(Dataset extract Opens)

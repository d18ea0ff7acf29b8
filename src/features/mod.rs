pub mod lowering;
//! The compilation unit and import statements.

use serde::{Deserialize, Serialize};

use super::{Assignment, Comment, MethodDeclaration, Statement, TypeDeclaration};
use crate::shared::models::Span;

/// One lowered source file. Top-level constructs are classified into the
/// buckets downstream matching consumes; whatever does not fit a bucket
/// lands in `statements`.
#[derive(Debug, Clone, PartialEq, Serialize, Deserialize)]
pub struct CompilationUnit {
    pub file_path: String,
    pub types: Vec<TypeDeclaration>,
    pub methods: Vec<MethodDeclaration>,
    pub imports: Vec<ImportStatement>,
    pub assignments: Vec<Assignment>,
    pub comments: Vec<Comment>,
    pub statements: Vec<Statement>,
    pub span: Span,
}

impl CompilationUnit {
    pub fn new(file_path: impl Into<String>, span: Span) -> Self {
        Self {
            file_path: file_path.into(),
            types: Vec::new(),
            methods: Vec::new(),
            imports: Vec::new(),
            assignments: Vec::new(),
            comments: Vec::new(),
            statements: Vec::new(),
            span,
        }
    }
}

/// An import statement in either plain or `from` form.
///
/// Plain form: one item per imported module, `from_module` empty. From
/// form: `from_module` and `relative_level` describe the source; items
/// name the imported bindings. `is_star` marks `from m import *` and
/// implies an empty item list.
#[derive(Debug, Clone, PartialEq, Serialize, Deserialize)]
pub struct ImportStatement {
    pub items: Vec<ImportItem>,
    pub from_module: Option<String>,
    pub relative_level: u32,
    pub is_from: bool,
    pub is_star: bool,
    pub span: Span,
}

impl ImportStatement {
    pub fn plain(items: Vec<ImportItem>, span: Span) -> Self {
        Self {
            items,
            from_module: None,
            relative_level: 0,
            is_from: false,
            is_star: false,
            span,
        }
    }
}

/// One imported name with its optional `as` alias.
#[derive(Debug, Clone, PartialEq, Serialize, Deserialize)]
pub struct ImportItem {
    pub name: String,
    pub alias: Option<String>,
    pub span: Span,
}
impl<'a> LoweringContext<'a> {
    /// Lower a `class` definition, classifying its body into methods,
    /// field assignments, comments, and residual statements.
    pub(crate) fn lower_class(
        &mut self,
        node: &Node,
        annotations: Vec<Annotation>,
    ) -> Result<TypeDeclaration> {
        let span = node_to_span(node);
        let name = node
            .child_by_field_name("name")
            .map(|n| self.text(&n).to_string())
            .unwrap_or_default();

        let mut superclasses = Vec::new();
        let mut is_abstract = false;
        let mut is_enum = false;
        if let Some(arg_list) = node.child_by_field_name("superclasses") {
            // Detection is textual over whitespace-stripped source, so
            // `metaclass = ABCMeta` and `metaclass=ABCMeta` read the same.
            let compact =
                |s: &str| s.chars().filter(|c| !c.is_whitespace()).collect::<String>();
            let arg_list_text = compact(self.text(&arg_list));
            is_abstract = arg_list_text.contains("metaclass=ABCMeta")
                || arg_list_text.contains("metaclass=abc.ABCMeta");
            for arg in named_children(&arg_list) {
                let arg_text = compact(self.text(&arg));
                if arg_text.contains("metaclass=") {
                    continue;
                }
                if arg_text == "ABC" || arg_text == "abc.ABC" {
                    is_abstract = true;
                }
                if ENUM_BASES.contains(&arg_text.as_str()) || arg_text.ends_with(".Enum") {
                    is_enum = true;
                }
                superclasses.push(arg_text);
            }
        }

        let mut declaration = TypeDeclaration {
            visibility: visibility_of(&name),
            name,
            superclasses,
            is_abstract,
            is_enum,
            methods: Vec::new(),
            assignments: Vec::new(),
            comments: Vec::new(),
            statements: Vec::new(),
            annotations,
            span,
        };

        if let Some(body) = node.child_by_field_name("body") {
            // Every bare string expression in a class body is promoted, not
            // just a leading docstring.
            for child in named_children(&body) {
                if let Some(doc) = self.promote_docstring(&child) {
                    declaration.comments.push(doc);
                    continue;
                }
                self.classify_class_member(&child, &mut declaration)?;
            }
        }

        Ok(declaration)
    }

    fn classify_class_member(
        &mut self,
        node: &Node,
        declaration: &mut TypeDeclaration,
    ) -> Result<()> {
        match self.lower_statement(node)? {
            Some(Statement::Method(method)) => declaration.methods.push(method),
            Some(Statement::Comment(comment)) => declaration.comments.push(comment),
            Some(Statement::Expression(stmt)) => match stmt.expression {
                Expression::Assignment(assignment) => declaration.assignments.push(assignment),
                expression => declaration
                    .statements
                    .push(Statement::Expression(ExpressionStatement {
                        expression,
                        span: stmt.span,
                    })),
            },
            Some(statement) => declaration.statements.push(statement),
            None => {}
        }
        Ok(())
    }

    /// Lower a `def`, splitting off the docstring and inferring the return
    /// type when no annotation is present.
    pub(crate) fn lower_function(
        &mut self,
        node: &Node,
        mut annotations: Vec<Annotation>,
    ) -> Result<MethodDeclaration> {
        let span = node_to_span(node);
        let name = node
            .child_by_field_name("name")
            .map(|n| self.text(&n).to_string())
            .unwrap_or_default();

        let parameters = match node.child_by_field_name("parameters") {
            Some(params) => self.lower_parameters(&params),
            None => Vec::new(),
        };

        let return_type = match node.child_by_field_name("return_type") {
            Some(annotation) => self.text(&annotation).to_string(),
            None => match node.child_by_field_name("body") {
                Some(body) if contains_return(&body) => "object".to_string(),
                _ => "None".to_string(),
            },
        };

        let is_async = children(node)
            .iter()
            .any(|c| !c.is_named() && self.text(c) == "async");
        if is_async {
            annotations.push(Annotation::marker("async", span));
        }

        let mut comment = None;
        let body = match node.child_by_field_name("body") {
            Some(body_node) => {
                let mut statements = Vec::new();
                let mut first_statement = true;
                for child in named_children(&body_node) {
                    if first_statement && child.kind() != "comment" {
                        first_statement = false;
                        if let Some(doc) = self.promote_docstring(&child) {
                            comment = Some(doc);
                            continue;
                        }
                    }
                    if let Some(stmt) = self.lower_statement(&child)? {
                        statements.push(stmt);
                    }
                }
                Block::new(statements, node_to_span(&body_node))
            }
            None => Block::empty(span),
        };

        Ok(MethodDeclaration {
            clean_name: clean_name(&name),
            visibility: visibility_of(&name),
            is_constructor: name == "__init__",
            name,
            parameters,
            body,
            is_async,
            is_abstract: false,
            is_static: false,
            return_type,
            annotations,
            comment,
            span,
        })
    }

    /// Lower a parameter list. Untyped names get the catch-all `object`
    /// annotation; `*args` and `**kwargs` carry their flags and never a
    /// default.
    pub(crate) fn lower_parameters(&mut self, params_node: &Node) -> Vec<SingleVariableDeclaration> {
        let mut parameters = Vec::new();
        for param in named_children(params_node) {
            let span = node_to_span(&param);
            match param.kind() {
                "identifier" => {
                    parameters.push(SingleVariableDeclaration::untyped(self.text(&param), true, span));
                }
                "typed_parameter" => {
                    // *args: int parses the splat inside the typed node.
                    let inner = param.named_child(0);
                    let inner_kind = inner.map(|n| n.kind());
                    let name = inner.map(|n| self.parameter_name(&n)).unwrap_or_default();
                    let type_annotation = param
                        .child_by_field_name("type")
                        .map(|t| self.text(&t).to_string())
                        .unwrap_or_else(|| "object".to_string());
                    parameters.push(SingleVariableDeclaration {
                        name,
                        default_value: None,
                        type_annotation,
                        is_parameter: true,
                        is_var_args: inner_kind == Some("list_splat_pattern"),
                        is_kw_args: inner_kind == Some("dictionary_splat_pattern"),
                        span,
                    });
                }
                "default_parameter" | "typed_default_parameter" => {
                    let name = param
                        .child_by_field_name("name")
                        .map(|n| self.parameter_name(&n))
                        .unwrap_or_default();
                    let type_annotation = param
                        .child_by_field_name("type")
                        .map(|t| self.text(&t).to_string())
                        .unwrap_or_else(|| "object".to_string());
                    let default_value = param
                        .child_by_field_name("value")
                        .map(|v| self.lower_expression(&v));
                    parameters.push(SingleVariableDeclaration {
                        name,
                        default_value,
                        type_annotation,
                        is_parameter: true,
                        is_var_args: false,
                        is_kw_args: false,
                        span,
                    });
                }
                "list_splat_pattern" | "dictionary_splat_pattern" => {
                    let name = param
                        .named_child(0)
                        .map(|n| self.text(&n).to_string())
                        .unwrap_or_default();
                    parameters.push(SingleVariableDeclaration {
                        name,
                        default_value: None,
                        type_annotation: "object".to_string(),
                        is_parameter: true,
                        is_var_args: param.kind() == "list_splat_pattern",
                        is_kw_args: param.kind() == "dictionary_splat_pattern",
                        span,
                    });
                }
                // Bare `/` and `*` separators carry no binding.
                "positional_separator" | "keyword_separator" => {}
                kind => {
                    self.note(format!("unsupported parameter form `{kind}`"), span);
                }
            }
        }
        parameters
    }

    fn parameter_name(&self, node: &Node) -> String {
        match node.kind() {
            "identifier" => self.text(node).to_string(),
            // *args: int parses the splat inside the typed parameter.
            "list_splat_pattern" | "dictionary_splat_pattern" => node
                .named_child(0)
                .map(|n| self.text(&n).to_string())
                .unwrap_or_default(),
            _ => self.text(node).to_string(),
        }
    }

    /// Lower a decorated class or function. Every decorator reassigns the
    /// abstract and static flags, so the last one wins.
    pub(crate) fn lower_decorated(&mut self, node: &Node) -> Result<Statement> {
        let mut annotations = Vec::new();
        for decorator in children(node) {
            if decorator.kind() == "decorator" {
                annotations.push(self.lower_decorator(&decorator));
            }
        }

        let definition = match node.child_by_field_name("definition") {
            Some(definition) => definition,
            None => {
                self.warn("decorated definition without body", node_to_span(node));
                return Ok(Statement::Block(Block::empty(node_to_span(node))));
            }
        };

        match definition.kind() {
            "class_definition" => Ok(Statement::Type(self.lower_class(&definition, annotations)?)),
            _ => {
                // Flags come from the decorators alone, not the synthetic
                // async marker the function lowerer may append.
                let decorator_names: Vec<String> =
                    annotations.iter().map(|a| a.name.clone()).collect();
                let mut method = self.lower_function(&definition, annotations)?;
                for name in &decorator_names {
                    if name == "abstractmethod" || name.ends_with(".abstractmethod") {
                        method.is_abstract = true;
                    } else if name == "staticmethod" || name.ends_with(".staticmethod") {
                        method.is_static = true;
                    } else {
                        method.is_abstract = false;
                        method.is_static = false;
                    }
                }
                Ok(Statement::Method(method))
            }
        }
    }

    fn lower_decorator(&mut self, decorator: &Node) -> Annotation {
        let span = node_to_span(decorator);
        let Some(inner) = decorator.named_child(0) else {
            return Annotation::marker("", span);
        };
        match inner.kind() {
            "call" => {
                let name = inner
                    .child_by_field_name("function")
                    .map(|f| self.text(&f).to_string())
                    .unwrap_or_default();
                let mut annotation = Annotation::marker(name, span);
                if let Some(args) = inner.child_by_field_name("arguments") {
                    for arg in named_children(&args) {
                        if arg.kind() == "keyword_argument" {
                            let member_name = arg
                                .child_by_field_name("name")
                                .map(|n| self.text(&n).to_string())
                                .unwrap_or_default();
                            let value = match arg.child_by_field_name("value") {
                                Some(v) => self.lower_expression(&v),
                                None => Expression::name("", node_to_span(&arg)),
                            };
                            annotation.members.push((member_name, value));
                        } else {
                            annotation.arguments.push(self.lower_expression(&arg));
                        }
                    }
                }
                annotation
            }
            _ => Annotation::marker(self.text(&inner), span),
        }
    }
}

(Dataset extract Closes)

Exercise instructions: Take the line above containing "let mut parameters = Vec::new();", the line containing "let name = inner.map(|n|", and all lines in between, and copy them exactly without anything else.

Output below:
        let mut parameters = Vec::new();
        for param in named_children(params_node) {
            let span = node_to_span(&param);
            match param.kind() {
                "identifier" => {
                    parameters.push(SingleVariableDeclaration::untyped(self.text(&param), true, span));
                }
                "typed_parameter" => {
                    // *args: int parses the splat inside the typed node.
                    let inner = param.named_child(0);
                    let inner_kind = inner.map(|n| n.kind());
                    let name = inner.map(|n| self.parameter_name(&n)).unwrap_or_default();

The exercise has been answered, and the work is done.